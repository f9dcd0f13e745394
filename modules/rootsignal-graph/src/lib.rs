pub mod beacon;
pub mod cache;
pub mod cached_reader;
pub mod cause_heat;
pub mod client;
pub mod embedding_store;
pub mod enrich;
pub mod migrate;
pub mod pipeline;
pub mod reader;
pub mod reducer;
pub mod response;
pub mod severity_inference;
pub mod similarity;
pub mod situation_temperature;
pub mod situation_weaver;
pub mod embedding_enrichment;
#[cfg(feature = "test-utils")]
pub mod testutil;
pub mod writer;

pub use cache::CacheStore;
pub use cached_reader::CachedReader;
pub use client::GraphClient;
pub use reader::{PublicGraphReader, ResourceGap, ResourceMatch, ValidationIssueRow, ValidationIssueSummary};
pub use similarity::SimilarityBuilder;
pub use situation_weaver::SituationWeaver;
pub use embedding_store::EmbeddingStore;
pub use enrich::{enrich, EnrichStats};
pub use pipeline::{BBox, Pipeline, PipelineStats};
pub use embedding_enrichment::{enrich_embeddings, EmbeddingEnrichStats};
pub use reducer::{ApplyResult, GraphProjector};
pub use writer::{
    ConsolidationStats, DiscoveryTreeNode, DuplicateMatch, EvidenceSummary, ExtractionYield,
    FieldCorrection, GapTypeStats, GatheringFinderTarget, GraphWriter, InvestigationTarget,
    NoticeInferenceRow, ReapStats, ResponseFinderTarget, ResponseHeuristic, SignalBrief,
    SignalTypeCounts, SituationBrief, SourceBrief, SourceStats, StagedSignal,
    TensionHub, TensionLinkerOutcome, TensionLinkerTarget, TensionRespondent,
    TensionResponseShape, UnmetTension,
};

/// Re-export neo4rs::query for downstream crates that need raw Cypher access (e.g. test assertions).
pub use neo4rs::query;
====================
__EXERCISE__: Set the whole listing down, word for word.

__RESPONSE FOR THIS EXERCISE__:
repository f9dcd0f13e745394
filename modules/rootsignal-graph/src/lib.rs
pub mod beacon;
pub mod cache;
pub mod cached_reader;
pub mod cause_heat;
pub mod client;
pub mod embedding_store;
pub mod enrich;
pub mod migrate;
pub mod pipeline;
pub mod reader;
pub mod reducer;
pub mod response;
pub mod severity_inference;
pub mod similarity;
pub mod situation_temperature;
pub mod situation_weaver;
pub mod embedding_enrichment;
#[cfg(feature = "test-utils")]
pub mod testutil;
pub mod writer;

pub use cache::CacheStore;
pub use cached_reader::CachedReader;
pub use client::GraphClient;
pub use reader::{PublicGraphReader, ResourceGap, ResourceMatch, ValidationIssueRow, ValidationIssueSummary};
pub use similarity::SimilarityBuilder;
pub use situation_weaver::SituationWeaver;
pub use embedding_store::EmbeddingStore;
pub use enrich::{enrich, EnrichStats};
pub use pipeline::{BBox, Pipeline, PipelineStats};
pub use embedding_enrichment::{enrich_embeddings, EmbeddingEnrichStats};
pub use reducer::{ApplyResult, GraphProjector};
pub use writer::{
    ConsolidationStats, DiscoveryTreeNode, DuplicateMatch, EvidenceSummary, ExtractionYield,
    FieldCorrection, GapTypeStats, GatheringFinderTarget, GraphWriter, InvestigationTarget,
    NoticeInferenceRow, ReapStats, ResponseFinderTarget, ResponseHeuristic, SignalBrief,
    SignalTypeCounts, SituationBrief, SourceBrief, SourceStats, StagedSignal,
    TensionHub, TensionLinkerOutcome, TensionLinkerTarget, TensionRespondent,
    TensionResponseShape, UnmetTension,
};

/// Re-export neo4rs::query for downstream crates that need raw Cypher access (e.g. test assertions).
pub use neo4rs::query;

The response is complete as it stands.